Only 9% of all the plastic ever produced on this earth has been recycled. After accounting for the 12% of plastic that gets incinerated – ignoring the associated pollution crisis that produces – it means that 79% of all plastic ever made is sitting in landfills or clogging up waterways across the natural environment.
“While biodegradable packaging is not the answer to everything, it is an important part of the solution set,” Nick de Beer, CEO of bioplastics maker Fortis X, explained to Daily Maverick in a recent interview. “Different products need different materials, and single-use packaging still has a place when it is designed responsibly.”
It’s a responsible answer from a company that manufactures 100% plant-based bottles and closures derived purely from sugarcane polymers. That raw material is thankfully abundant in an SA that produces about 11 million tons of sugarcane annually; a surplus exists due to sugar taxes and cheap imports.
But because their bottles are made entirely of a sugarcane derivative (categorised as Code 7 “ other” plastic), they cannot be recycled alongside traditional polyethylene terephthalate (PET) and must instead be managed through commercial composting facilities.
It takes about two months for a Fortis X plastic bottle to biodegrade in a composter – which is not ideal, but it’s a good start.
The sting in the plastic tale
Economically, De Beer admits that the empty biodegradable bottles are “a little bit more expensive” to produce than standard plastic. However, he says the company competes against glass packaging, where the business case is incredibly strong.
Because glass is formed at 1,500°C, the energy output and carbon footprint are 10 times higher than Fortis’ manufacturing, allowing the bioplastic to beat glass unit costs by what he refers to as a “landslide amount”. That competitive advantage is extended because the machinery is fully electric, meaning their only manufacturing emissions are those that bake off the feedstock.
You cannot easily compare bioplastics and recycled plastic, though. And both categories lose in a price war with virgin plastics derived from fossil fuels.
The economic gap between virgin and recycled plastic is highly vulnerable to energy shocks. Because virgin resin production relies so heavily on fossil fuels, it acts as a direct proxy for global oil markets.
When crude oil prices jump above $115 per barrel due to geopolitical tension, the cost of virgin plastic can immediately increase by 30%.
The flip side is a lot more interesting. Because the recycling sector relies more on logistics and sorting than direct fossil-fuel feedstocks, its costs rise at a much slower rate during an energy crisis.
In the scenario above, recycled material becomes 20% to 25% cheaper than virgin resin, almost eliminating the cost premium that is driven by processing (sorting, cleaning and the associated costs of that equipment), yield losses (only about 60-75% of recycled plastic becomes usable polymer), and the supply chain (think: waste pickers and third party collection services).
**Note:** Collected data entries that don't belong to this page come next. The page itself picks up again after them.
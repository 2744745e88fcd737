//! Features built on top of the repositories
//!
//! - [`search`]: BM25 ranked course search
//! - [`geo`]: courses near a point
//! - [`archive`]: moving aged enrollments to cold storage

pub mod archive;
pub mod geo;
pub mod search;
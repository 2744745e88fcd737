//! Views: reports and course outlines rendered to static files
//!
//! # View Output Structure
//!
//! ```text
//! /views/
//!   /reports/
//!     /enrollments-per-course/
//!       index.html       # Table of report rows
//!       index.json       # Rows as JSON
//!   /courses/
//!     /{course_id}/
//!       index.html       # Course outline with rendered lessons
//!       index.json
//! ```
//!
//! The output root is `views_dir` from the config. Templates use Tera
//! syntax; a file in `/.eduhub/templates/` replaces the built-in template of
//! the same name (`report.html`, `outline.html`). Lesson content goes
//! through the `markdown` filter:
//!
//! ```html
//! {% for lesson in lessons %}
//! <article>
//!   <h2>{{ lesson.title }}</h2>
//!   <div>{{ lesson.content | markdown | safe }}</div>
//! </article>
//! {% endfor %}
//! ```

mod templates;

pub use templates::{TemplateEngine, OUTLINE_TEMPLATE, REPORT_TEMPLATE};

use crate::entities::{Course, User};
use crate::error::{Error, Result};
use crate::repo;
use crate::reports::Report;
use crate::Database;
use chrono::Utc;
use std::path::{Path, PathBuf};
use tera::Context;
use tokio::fs;

/// Files written for one view
#[derive(Debug, Clone, PartialEq)]
pub struct RenderedView {
    pub name: String,
    pub html: PathBuf,
    pub json: PathBuf,
    pub rows: usize,
}

fn views_root(db: &Database) -> PathBuf {
    db.root.join(&db.config.views_dir)
}

fn engine_for(db: &Database) -> Result<TemplateEngine> {
    TemplateEngine::new(&db.root.join(".eduhub").join("templates"))
}

async fn write_view(dir: &Path, html: String, json: &serde_json::Value) -> Result<(PathBuf, PathBuf)> {
    fs::create_dir_all(dir).await?;
    let html_path = dir.join("index.html");
    let json_path = dir.join("index.json");
    fs::write(&html_path, html).await.map_err(|source| Error::FileWriteError {
        path: html_path.clone(),
        source,
    })?;
    fs::write(&json_path, serde_json::to_string_pretty(json)?)
        .await
        .map_err(|source| Error::FileWriteError {
            path: json_path.clone(),
            source,
        })?;
    Ok((html_path, json_path))
}

fn cell(value: &serde_json::Value) -> String {
    match value {
        serde_json::Value::Null => String::new(),
        serde_json::Value::String(s) => s.clone(),
        serde_json::Value::Array(items) => items.iter().map(cell).collect::<Vec<_>>().join(", "),
        other => other.to_string(),
    }
}

/// Columns from the first row's keys, cells in the same order
fn table(rows: &[serde_json::Value]) -> (Vec<String>, Vec<Vec<String>>) {
    let columns: Vec<String> = rows
        .first()
        .and_then(|r| r.as_object())
        .map(|o| o.keys().cloned().collect())
        .unwrap_or_default();
    let cells = rows
        .iter()
        .map(|row| columns.iter().map(|c| cell(&row[c.as_str()])).collect())
        .collect();
    (columns, cells)
}

/// Run a report and write it as HTML and JSON
pub async fn render_report(db: &Database, report: Report) -> Result<RenderedView> {
    let rows = report.run(db).await?;
    let (columns, cells) = table(&rows);

    let mut context = Context::new();
    context.insert("title", report.title());
    context.insert("columns", &columns);
    context.insert("rows", &cells);
    context.insert("generated_at", &Utc::now().format("%Y-%m-%d %H:%M UTC").to_string());
    let html = engine_for(db)?.render(REPORT_TEMPLATE, &context)?;

    let dir = views_root(db).join("reports").join(report.name());
    let (html, json) = write_view(&dir, html, &serde_json::Value::Array(rows.clone())).await?;
    tracing::info!("Rendered report view: {}", report.name());

    Ok(RenderedView {
        name: report.name().to_string(),
        html,
        json,
        rows: rows.len(),
    })
}

/// Render every report; one failing report does not stop the others
pub async fn render_all_reports(db: &Database) -> Result<Vec<RenderedView>> {
    let mut rendered = Vec::new();
    for report in Report::ALL {
        match render_report(db, report).await {
            Ok(view) => rendered.push(view),
            Err(e) => tracing::error!("Failed to render report {}: {}", report, e),
        }
    }
    Ok(rendered)
}

/// Write a course with its ordered lessons as HTML and JSON
pub async fn render_course_outline(db: &Database, course_id: &str) -> Result<RenderedView> {
    let course: Course = repo::require(db, course_id).await?;
    let instructor: Option<User> = repo::load(db, &course.instructor_id).await?;
    let lessons = repo::lessons::list_for_course(db, course_id).await?;

    let instructor_name = instructor.map(|u| u.full_name());
    let mut context = Context::new();
    context.insert("course", &course);
    context.insert("instructor_name", &instructor_name);
    context.insert("lessons", &lessons);
    let html = engine_for(db)?.render(OUTLINE_TEMPLATE, &context)?;

    let json = serde_json::json!({
        "course": &course,
        "instructor_name": &instructor_name,
        "lessons": &lessons,
    });
    let dir = views_root(db).join("courses").join(course_id);
    let (html, json) = write_view(&dir, html, &json).await?;
    tracing::info!("Rendered outline of course {}", course_id);

    Ok(RenderedView {
        name: course.title,
        html,
        json,
        rows: lessons.len(),
    })
}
This is where government policies and corporate commitments from retailers and goods manufacturers like Unilever and Nestlé really come into play to keep a healthy demand that sustains these costly businesses.
The shopping trolley problem
Woolworths has long been the poster child for sustainable retail practices and largely walks the talk, within reason. The cornerstone was, of course, replacing single-use shopping bags with reusable bags made from 70% post-consumer PET plastic waste. In 2023, the company sold 39 million of these reusable plastic bags (a 36% increase from 2022). In 2024, they sold another 39.2 million.
But over the same period plastic packaging in the food section nearly tripled. In 2022, Woolworths Food recorded 15,717 tonnes of packaging. This figure skyrocketed to 35,210 tonnes in 2023, jumped again to 44,467 tonnes in 2024, and remained high at 42,907 tonnes in 2025.
And many of the company’s packaging innovations for the ready-made goods are simply swaps to different types of plastic.
For example, Woolworths celebrates that its rotisserie chicken now comes in a “100% recyclable polypropylene bag” and that 100 food products were switched from multi-layer structures to mono polymer substrates. And their award-winning iced tea packaging simply swapped a non-recyclable polyethylene terephthalate glycol (PETG) clear shrink sleeve for a polyolefin shrink sleeve. It is all still plastic.
That polyolefin material is right up De Beer’s alley, and he believes that these kind of approaches are the way forward.
“Consumers and retailers still need practical, affordable packaging, so the goal should be to reduce environmental impact rather than pretend every category can go plastic-free overnight.” Checkers has been grappling with similar solutions. The Shoprite Group reports that 99.3% of its in-store packaging (like carrier bags and fresh food packaging) is now reusable, recycla…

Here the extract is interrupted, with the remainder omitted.